I got Pat Carr, the copy editor, to read every line of copy that we had sent to the plant in the two weeks prior to today’s deadline to see if there were any invidious mentions of Bobby. One turned up in the caption to a cartoon that we had inserted in Russell Kirk’s “From the Academy,” page which had run a few lines short. Not one of us could remember what the cartoon was about, it had gone to the plant a week earlier, but we instructed the printer to pull it and substituted another of exactly the same size.

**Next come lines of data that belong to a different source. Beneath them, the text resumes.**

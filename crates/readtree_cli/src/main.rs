//! Command-line launcher for a reading tree.
//!
//! # Responsibility
//! - Open one snapshot-backed session and run a single command against it.
//! - Print graph and canvas views for inspection or for piping to a renderer.

mod cli;

use anyhow::{Context, Result};
use clap::Parser;
use cli::{CliArgs, Command};
use readtree_core::{init_logging, NewWork, ReadingService, ReadingTreeConfig};
use std::path::PathBuf;

fn main() {
    if let Err(err) = run(CliArgs::parse()) {
        eprintln!("readtree error: {err:#}");
        std::process::exit(1);
    }
}

fn run(args: CliArgs) -> Result<()> {
    if let Some(log_dir) = &args.log_dir {
        let log_dir = absolute(log_dir.clone())?;
        init_logging(args.log_level(), &log_dir).map_err(|err| {
            anyhow::anyhow!("failed to start logging in `{}`: {err}", log_dir.display())
        })?;
    }

    let config = ReadingTreeConfig::default().with_data_file(&args.data);
    let mut service = ReadingService::from_config(&config)
        .with_context(|| format!("failed to open `{}`", args.data.display()))?;

    match args.command {
        Command::Add {
            title,
            author,
            image_url,
            before,
        } => {
            let mut request = NewWork::new(title);
            request.author = author;
            request.image_url = image_url;
            request.prerequisites = before;
            let work = service.add_work(request)?;
            println!("added `{}` ({})", work.title, work.id);
        }
        Command::List => {
            for work in service.registry().works() {
                let author = work.author.as_deref().unwrap_or("-");
                println!("{} | {}", work.title, author);
                for prerequisite in &work.prerequisites {
                    println!("    after: {prerequisite}");
                }
            }
        }
        Command::Graph => {
            let graph = service.graph();
            println!("nodes ({}):", graph.nodes.len());
            for node in &graph.nodes {
                println!("  - {node}");
            }
            println!("edges ({}):", graph.edges.len());
            for edge in &graph.edges {
                println!("  {} -> {}", edge.from, edge.to);
            }
        }
        Command::Layers => {
            for (depth, layer) in service.layers().iter().enumerate() {
                println!("{depth}: {}", layer.join(" | "));
            }
        }
        Command::Canvas => {
            let json = serde_json::to_string_pretty(&service.canvas())
                .context("failed to encode canvas view")?;
            println!("{json}");
        }
    }

    Ok(())
}

fn absolute(path: PathBuf) -> Result<PathBuf> {
    if path.is_absolute() {
        return Ok(path);
    }
    let cwd = std::env::current_dir().context("failed to resolve working directory")?;
    Ok(cwd.join(path))
}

At about 3:30, the phone rang. It was Bill from a Greek island, on a lousy connection that flickered in and out.

“Pitts, what can you do?”

I told him, briefly, that Kilpo had come in and had written the most beautiful obituary, but I said I had to hang up because I was just too busy to talk to him now. I suggested he call back after six when the printer’s messenger had picked up our final copy.

I had copy-read the new material, and now I had to write my own piece. I hadn’t wanted to do it before Kilpo finished his so that I wouldn’t duplicate any of the material he was using. This was when my early training at United Press in New York and on the Paris desk came in handy. At UP, where there was a deadline every minute, speed was prized, and speed was what I needed now.

If we failed to get our copy into the messenger’s hands tonight, the presses at Wilson and Lee would not be belching out 100,000 or more copies of National Review Thursday night on the overnight shift. Those machines were reserved for nr at those hours, and if we missed the deadline then we would have to stand in line behind the other magazines Wilson and Lee printed and might get into the mail two or three days late.

We made it, we just made it, and over the go-to-press drink that Wednesday afternoon we congratulated ourselves that we had missed nothing.

But, alas, we had. What none of us had thought about was the promotional card that was bound into each magazine. On the upper right-hand corner of the card was a tiny picture of the original cover–the one of a tousled-haired Bobby Kennedy, as a coiled cobra ready to strike.